Better yet, it could nationalise all the energy companies, provide cheap power to households directly and use revenues to fund the transition to 100 percent renewable energy.

Instead, all Labor has done is convene a meeting of energy ministers, which announced an investigation into the Australian Energy Market Operator being allowed to buy and store a gas reserve for the east coast market. At best, this may serve to iron out a future price spike, but it does nothing to break the stranglehold of the energy corporations, and won’t do anything in the face of sustained price increases. The costs of buying and storing this gas reserve will also be paid by consumers “on a cost-recovery basis”, according to Bowen.

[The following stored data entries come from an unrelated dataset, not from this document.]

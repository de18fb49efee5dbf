//! Engine configuration.
//!
//! Defaults can be overridden from the environment (or a `.env` file):
//!
//! | Variable | Field |
//! |---|---|
//! | `SHEETJOIN_HISTORY_CAPACITY` | `history_capacity` |
//! | `SHEETJOIN_COLLISION_SUFFIX` | `collision_suffix` |
//! | `SHEETJOIN_STORE_DIR` | `store_dir` |
//! | `SHEETJOIN_TEMPLATE_LIMIT` | `template_limit` |
//! | `SHEETJOIN_RUN_HISTORY_LIMIT` | `run_history_limit` |
//! | `SHEETJOIN_ALLOW_EMPTY_KEYS` | `allow_empty_keys` |
//! | `SHEETJOIN_PROFILE_SAMPLE_ROWS` | `profile_sample_rows` |

use serde::{Deserialize, Serialize};
use std::path::PathBuf;
use std::str::FromStr;

use crate::logs::log_warning;

/// Suffix appended to right-table columns whose name is already taken.
pub const DEFAULT_COLLISION_SUFFIX: &str = "_B";

/// Runtime settings shared by the session, store and CLI.
#[derive(Debug, Clone, Serialize, Deserialize, PartialEq)]
#[serde(default)]
pub struct EngineConfig {
    /// Maximum number of undo snapshots kept.
    pub history_capacity: usize,

    /// Suffix for colliding right-table column names.
    pub collision_suffix: String,

    /// Directory of the persistence store.
    pub store_dir: PathBuf,

    /// Maximum number of saved join templates.
    pub template_limit: usize,

    /// Maximum number of join run records.
    pub run_history_limit: usize,

    /// Accept joins with no key columns (every row matches every row).
    pub allow_empty_keys: bool,

    /// Rows sampled when profiling column types.
    pub profile_sample_rows: usize,
}

impl Default for EngineConfig {
    fn default() -> Self {
        Self {
            history_capacity: 50,
            collision_suffix: DEFAULT_COLLISION_SUFFIX.to_string(),
            store_dir: PathBuf::from(".sheetjoin"),
            template_limit: 10,
            run_history_limit: 10,
            allow_empty_keys: false,
            profile_sample_rows: 100,
        }
    }
}

impl EngineConfig {
    /// Defaults overridden by `SHEETJOIN_*` environment variables.
    pub fn from_env() -> Self {
        dotenvy::dotenv().ok();
        Self::from_lookup(|key| std::env::var(key).ok())
    }

    /// Defaults overridden by whatever `lookup` returns for each variable.
    pub fn from_lookup<F>(lookup: F) -> Self
    where
        F: Fn(&str) -> Option<String>,
    {
        let mut config = Self::default();

        override_parsed(&lookup, "SHEETJOIN_HISTORY_CAPACITY", &mut config.history_capacity);
        override_parsed(&lookup, "SHEETJOIN_TEMPLATE_LIMIT", &mut config.template_limit);
        override_parsed(&lookup, "SHEETJOIN_RUN_HISTORY_LIMIT", &mut config.run_history_limit);
        override_parsed(&lookup, "SHEETJOIN_ALLOW_EMPTY_KEYS", &mut config.allow_empty_keys);
        override_parsed(&lookup, "SHEETJOIN_PROFILE_SAMPLE_ROWS", &mut config.profile_sample_rows);

        if let Some(suffix) = lookup("SHEETJOIN_COLLISION_SUFFIX").filter(|s| !s.is_empty()) {
            config.collision_suffix = suffix;
        }
        if let Some(dir) = lookup("SHEETJOIN_STORE_DIR").filter(|s| !s.is_empty()) {
            config.store_dir = PathBuf::from(dir);
        }

        // A zero-capacity history could not even hold the baseline.
        config.history_capacity = config.history_capacity.max(1);
        config
    }
}

fn override_parsed<F, T>(lookup: &F, key: &str, target: &mut T)
where
    F: Fn(&str) -> Option<String>,
    T: FromStr,
{
    if let Some(raw) = lookup(key) {
        match raw.trim().parse::<T>() {
            Ok(value) => *target = value,
            Err(_) => log_warning(format!("Ignoring invalid {}='{}'", key, raw)),
        }
    }
}
//! Join templates: named, saved join parameters.
//!
//! Templates are kept newest first. Saving beyond the limit drops the oldest.

use chrono::{DateTime, Utc};
use serde::{Deserialize, Serialize};
use uuid::Uuid;

use super::{retain_key_pairs, Store, TEMPLATES_KEY};
use crate::error::{StoreError, StoreResult};
use crate::models::{ColumnName, JoinSpec};

/// A stored join template.
#[derive(Debug, Clone, PartialEq, Serialize, Deserialize)]
#[serde(rename_all = "camelCase")]
pub struct JoinTemplate {
    /// Unique identifier
    pub id: String,
    /// Human-readable name
    pub name: String,
    pub created_at: DateTime<Utc>,
    pub join: JoinSpec,
    pub has_header: bool,
}

impl JoinTemplate {
    pub fn new(name: impl Into<String>, join: JoinSpec, has_header: bool) -> Self {
        Self {
            id: Uuid::new_v4().to_string(),
            name: name.into(),
            created_at: Utc::now(),
            join,
            has_header,
        }
    }

    /// The template's join spec, restricted to key pairs present in both
    /// headers. `None` when no pair survives.
    pub fn apply(&self, header_left: &[ColumnName], header_right: &[ColumnName]) -> Option<JoinSpec> {
        let (keys_left, keys_right) = retain_key_pairs(
            &self.join.keys_left,
            &self.join.keys_right,
            header_left,
            header_right,
        );
        if keys_left.is_empty() {
            return None;
        }
        Some(JoinSpec {
            keys_left,
            keys_right,
            ..self.join.clone()
        })
    }

    /// `id` or `name` refers to this template.
    fn matches(&self, id_or_name: &str) -> bool {
        self.id == id_or_name || self.name == id_or_name
    }
}

/// Template list stored under [`TEMPLATES_KEY`].
pub struct TemplateStore<'a> {
    store: &'a Store,
    limit: usize,
}

impl<'a> TemplateStore<'a> {
    pub fn new(store: &'a Store, limit: usize) -> Self {
        Self {
            store,
            limit: limit.max(1),
        }
    }

    /// All templates, newest first.
    pub fn list(&self) -> Vec<JoinTemplate> {
        self.store.load_or_default(TEMPLATES_KEY)
    }

    /// Look up by id, then by name.
    pub fn get(&self, id_or_name: &str) -> StoreResult<JoinTemplate> {
        self.list()
            .into_iter()
            .find(|t| t.matches(id_or_name))
            .ok_or_else(|| StoreError::NotFound(id_or_name.to_string()))
    }

    /// Store a template in front of the list.
    pub fn save(&self, template: JoinTemplate) -> StoreResult<JoinTemplate> {
        let mut templates = self.list();
        templates.retain(|t| t.id != template.id);
        templates.insert(0, template.clone());
        templates.truncate(self.limit);
        self.store.save(TEMPLATES_KEY, &templates)?;
        Ok(template)
    }

    pub fn delete(&self, id_or_name: &str) -> StoreResult<JoinTemplate> {
        let mut templates = self.list();
        let index = templates
            .iter()
            .position(|t| t.matches(id_or_name))
            .ok_or_else(|| StoreError::NotFound(id_or_name.to_string()))?;
        let removed = templates.remove(index);
        self.store.save(TEMPLATES_KEY, &templates)?;
        Ok(removed)
    }
}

Seriously taking on the energy companies would require Labor’s leaders to go against their concerted “pro-business” election pitch, Prime Minister Anthony Albanese’s years of sucking up to corporate Australia and the very DNA of a party that long ago embraced the role of loyal servant to the Australian capitalist class. Burned into Albanese’s brain must be the fate of former Prime Minister Kevin Rudd’s mining super-profits tax. Had the tax been implemented in 2012 as planned, it would have raised billions in revenue, which Rudd intended to distribute to other capitalists via corporate tax cuts. But a scare campaign run by the mining companies was enough to make Labor capitulate in record time, dump Kevin Rudd and replace him with Julia Gillard, who promptly rewrote the tax to let the companies off scot-free.

The current energy crisis is just one part of a bigger picture, in which workers’ living standards are being driven backwards dramatically by spiralling prices for all our basic necessities. Real wages are down, while profits are up. It’s a class struggle, and right now we’re losing badly. Labor is not on our side. Along with regulation to rein in the profiteering corporations, workers in all industries should be demanding and striking for big wage rises.